Stored items:
//! Standard response envelope helpers.

use axum::{http::StatusCode, Json};
use serde::Serialize;
use std::collections::BTreeMap;

/// `{status: "success", results?, data: {<key>: ...}}`.
#[derive(Serialize)]
pub struct Success<T> {
    pub status: &'static str,
    #[serde(skip_serializing_if = "Option::is_none")]
    pub results: Option<usize>,
    pub data: BTreeMap<&'static str, T>,
}

fn envelope<T: Serialize>(key: &'static str, data: T, results: Option<usize>) -> Success<T> {
    Success {
        status: "success",
        results,
        data: BTreeMap::from([(key, data)]),
    }
}

pub fn success_one<T: Serialize>(key: &'static str, data: T) -> (StatusCode, Json<Success<T>>) {
    (StatusCode::OK, Json(envelope(key, data, None)))
}

pub fn success_created<T: Serialize>(key: &'static str, data: T) -> (StatusCode, Json<Success<T>>) {
    (StatusCode::CREATED, Json(envelope(key, data, None)))
}

/// List envelope; `results` is the number of items returned.
pub fn success_many<T: Serialize>(key: &'static str, data: Vec<T>) -> (StatusCode, Json<Success<Vec<T>>>) {
    let results = data.len();
    (StatusCode::OK, Json(envelope(key, data, Some(results))))
}
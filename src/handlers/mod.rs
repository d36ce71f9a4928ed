//! HTTP handlers for the book resource.

pub mod books;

■ EXERCISE DESCRIPTION:
Check each line above for the string "handlers" and copy those that have it.

■ REPLY:
filename src/handlers/mod.rs
//! HTTP handlers for the book resource.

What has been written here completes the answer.